Exercise instructions:
Scan the records for lines with the word "email", and copy every such line.

Stored data entries:
-*-

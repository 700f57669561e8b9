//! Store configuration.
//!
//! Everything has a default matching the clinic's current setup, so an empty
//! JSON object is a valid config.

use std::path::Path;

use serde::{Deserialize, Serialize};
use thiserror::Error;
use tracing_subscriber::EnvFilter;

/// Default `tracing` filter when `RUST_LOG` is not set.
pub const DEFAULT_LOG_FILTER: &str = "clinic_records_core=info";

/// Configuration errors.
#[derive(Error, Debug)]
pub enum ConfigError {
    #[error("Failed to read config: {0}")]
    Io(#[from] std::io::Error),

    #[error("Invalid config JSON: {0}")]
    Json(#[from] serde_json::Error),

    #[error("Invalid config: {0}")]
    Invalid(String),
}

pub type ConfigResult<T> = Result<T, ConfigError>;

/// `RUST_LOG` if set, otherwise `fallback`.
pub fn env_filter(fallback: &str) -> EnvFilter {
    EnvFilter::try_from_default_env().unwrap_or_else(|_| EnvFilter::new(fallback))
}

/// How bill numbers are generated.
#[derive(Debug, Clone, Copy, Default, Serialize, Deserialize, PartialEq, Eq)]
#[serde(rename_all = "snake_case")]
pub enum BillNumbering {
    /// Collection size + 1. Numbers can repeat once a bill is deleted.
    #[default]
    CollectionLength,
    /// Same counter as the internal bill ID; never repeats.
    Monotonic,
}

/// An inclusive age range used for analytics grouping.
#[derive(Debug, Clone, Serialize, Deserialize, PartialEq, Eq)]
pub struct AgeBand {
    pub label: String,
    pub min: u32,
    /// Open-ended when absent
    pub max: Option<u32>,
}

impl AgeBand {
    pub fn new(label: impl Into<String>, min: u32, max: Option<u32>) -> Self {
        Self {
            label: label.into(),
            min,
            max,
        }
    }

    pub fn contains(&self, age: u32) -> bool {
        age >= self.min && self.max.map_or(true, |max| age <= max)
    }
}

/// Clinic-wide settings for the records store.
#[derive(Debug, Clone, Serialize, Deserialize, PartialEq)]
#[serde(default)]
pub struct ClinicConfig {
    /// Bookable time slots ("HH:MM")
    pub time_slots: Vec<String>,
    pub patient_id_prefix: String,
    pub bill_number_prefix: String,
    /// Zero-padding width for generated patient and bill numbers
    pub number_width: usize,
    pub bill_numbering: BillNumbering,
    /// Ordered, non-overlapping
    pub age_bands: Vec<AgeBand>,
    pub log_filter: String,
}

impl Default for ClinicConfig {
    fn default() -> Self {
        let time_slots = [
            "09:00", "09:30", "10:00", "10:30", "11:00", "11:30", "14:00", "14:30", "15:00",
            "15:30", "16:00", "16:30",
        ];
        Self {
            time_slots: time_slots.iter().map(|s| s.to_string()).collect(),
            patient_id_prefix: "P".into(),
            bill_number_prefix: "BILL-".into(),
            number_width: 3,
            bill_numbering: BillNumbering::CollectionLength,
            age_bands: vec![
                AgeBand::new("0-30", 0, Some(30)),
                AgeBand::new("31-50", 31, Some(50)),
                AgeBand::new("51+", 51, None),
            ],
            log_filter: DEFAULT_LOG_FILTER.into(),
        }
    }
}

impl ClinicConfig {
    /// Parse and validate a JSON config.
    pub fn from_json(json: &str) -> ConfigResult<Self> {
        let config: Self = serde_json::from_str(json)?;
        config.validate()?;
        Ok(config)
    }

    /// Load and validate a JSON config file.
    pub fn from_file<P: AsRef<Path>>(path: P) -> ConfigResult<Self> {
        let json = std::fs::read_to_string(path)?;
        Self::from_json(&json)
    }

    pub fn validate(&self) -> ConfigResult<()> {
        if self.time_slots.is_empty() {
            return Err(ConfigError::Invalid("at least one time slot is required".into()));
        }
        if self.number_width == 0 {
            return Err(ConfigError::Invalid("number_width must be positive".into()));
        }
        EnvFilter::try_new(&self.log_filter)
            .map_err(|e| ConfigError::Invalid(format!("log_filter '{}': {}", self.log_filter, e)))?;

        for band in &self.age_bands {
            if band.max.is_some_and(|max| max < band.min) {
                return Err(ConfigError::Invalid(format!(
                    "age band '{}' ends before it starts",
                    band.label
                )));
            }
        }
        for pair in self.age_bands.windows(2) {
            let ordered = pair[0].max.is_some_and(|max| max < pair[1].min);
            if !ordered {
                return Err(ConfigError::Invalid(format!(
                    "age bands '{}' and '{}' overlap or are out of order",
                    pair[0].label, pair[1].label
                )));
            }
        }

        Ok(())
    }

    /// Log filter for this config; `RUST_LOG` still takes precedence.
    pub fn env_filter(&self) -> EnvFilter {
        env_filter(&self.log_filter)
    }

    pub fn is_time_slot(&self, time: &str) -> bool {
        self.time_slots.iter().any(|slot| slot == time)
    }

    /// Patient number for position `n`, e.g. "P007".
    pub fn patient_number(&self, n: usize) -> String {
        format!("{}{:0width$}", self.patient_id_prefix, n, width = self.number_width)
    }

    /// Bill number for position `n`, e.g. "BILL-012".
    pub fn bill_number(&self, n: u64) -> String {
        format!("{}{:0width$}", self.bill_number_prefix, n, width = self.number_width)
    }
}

-*-

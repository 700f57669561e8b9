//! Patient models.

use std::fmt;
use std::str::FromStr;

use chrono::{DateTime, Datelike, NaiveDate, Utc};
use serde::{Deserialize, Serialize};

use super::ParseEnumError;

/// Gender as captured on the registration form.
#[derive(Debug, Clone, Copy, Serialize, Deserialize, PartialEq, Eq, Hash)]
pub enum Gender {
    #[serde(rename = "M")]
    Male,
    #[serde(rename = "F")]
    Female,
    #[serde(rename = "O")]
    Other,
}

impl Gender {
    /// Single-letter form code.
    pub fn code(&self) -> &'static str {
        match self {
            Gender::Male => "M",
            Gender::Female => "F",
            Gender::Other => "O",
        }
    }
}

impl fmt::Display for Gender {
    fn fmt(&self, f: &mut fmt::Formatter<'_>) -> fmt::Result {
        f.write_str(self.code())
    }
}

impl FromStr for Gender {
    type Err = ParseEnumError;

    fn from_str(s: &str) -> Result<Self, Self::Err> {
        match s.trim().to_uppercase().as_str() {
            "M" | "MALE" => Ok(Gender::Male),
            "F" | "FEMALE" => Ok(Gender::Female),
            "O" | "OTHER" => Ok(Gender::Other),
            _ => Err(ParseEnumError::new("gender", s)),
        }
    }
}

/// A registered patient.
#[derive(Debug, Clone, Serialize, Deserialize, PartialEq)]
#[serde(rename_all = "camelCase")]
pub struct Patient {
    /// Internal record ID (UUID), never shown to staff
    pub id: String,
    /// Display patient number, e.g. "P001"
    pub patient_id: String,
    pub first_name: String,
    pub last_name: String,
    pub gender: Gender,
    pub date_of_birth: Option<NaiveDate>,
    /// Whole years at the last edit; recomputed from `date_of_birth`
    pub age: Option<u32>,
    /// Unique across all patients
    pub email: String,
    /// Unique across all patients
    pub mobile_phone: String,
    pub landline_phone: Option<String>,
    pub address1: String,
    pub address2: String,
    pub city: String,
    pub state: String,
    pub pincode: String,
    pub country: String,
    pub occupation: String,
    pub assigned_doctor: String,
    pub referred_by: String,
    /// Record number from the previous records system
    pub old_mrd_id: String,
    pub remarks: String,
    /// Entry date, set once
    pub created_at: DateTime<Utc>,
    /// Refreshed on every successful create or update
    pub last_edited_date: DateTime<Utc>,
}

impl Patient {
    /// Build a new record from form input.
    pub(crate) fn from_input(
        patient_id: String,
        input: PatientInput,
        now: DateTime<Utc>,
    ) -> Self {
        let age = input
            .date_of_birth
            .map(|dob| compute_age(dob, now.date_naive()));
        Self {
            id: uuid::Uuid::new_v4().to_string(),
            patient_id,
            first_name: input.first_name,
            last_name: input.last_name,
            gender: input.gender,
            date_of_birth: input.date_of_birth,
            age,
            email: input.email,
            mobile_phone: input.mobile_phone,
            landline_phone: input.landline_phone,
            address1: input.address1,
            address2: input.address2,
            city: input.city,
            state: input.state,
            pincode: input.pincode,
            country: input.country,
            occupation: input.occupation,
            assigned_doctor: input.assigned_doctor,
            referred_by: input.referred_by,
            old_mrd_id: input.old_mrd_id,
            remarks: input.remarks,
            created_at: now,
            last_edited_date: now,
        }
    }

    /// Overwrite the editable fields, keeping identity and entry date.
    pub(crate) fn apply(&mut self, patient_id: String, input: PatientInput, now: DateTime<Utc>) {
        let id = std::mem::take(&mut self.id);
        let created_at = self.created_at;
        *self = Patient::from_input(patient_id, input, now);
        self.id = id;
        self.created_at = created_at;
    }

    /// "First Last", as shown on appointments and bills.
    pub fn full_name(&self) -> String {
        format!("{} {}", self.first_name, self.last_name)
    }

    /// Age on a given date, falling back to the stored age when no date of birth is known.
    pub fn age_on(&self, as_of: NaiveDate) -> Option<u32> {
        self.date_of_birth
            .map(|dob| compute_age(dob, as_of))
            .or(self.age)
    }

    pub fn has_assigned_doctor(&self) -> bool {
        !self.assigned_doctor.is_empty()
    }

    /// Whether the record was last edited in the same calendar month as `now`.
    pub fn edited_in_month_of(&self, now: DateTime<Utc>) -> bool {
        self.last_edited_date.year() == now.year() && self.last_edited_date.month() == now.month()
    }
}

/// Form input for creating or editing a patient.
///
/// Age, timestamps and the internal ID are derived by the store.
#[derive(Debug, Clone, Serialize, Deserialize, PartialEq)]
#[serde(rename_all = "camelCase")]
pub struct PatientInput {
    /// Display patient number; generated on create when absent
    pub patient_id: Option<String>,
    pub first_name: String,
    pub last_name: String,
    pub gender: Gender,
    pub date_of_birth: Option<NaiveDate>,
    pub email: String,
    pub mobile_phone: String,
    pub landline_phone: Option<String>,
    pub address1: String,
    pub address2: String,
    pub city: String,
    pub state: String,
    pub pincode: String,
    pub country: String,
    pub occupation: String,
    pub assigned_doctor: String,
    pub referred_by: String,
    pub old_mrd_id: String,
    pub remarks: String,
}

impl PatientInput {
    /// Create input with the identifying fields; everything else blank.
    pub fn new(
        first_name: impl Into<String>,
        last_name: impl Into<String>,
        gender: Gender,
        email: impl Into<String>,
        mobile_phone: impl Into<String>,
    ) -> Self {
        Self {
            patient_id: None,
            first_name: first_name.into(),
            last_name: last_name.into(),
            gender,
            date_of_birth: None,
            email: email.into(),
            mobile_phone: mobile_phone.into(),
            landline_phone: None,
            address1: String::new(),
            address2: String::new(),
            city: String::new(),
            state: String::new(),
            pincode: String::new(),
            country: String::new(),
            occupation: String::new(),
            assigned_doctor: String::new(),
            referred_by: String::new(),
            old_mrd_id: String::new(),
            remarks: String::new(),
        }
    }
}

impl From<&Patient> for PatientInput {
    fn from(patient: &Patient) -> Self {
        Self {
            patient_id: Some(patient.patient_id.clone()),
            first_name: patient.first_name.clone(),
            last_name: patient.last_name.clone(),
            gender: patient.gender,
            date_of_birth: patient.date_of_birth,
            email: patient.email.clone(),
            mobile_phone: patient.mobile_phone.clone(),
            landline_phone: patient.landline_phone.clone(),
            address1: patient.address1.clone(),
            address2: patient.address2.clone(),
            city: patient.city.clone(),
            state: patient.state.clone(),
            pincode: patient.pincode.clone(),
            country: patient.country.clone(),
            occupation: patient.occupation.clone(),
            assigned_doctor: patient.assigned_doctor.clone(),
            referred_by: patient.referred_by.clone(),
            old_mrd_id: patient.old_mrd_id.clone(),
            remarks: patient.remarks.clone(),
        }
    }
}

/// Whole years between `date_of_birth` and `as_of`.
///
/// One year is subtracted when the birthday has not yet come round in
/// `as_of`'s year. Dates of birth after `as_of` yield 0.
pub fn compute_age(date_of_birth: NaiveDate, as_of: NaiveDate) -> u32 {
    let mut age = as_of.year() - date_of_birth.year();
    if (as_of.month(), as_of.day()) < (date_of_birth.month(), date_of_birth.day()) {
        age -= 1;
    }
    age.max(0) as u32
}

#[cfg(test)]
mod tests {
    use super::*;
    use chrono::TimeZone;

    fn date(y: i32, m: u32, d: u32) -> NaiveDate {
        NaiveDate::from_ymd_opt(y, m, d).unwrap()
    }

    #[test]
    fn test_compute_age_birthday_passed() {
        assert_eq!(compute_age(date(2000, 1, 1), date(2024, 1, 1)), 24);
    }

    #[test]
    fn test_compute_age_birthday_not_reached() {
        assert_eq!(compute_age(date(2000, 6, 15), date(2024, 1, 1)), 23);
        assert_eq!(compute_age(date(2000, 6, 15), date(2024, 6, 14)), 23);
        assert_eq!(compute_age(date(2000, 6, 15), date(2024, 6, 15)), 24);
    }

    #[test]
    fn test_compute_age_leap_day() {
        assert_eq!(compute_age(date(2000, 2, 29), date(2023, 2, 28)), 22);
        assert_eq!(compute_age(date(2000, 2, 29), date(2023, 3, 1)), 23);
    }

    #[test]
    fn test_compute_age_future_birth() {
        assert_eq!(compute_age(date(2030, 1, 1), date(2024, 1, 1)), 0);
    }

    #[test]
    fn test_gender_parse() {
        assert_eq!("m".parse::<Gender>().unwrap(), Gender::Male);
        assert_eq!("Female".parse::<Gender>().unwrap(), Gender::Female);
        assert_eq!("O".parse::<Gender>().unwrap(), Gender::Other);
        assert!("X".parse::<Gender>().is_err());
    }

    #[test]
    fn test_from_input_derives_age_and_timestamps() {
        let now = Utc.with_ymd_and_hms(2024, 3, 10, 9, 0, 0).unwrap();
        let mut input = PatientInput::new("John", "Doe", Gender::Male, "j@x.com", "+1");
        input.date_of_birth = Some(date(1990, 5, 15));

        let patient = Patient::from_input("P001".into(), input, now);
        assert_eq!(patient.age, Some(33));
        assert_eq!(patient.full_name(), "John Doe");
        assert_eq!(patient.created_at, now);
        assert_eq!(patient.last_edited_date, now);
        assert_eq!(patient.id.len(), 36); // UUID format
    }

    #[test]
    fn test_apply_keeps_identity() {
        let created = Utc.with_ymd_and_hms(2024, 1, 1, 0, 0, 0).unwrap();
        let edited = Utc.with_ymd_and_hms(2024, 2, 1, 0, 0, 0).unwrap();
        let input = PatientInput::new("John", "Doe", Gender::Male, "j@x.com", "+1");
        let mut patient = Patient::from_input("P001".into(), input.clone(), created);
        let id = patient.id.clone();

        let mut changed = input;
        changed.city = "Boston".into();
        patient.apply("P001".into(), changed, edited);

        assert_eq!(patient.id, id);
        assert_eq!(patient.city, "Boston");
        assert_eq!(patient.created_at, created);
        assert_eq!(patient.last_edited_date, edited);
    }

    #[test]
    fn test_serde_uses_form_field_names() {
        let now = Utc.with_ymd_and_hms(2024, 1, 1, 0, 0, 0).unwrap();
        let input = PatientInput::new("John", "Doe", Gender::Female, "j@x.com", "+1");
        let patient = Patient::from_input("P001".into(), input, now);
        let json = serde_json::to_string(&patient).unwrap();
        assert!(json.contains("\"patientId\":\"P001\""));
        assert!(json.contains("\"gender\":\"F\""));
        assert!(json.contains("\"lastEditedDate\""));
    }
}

-*-

Result of this exercise:
    pub email: String,
            email: input.email,
    pub email: String,
        email: impl Into<String>,
            email: email.into(),
            email: patient.email.clone(),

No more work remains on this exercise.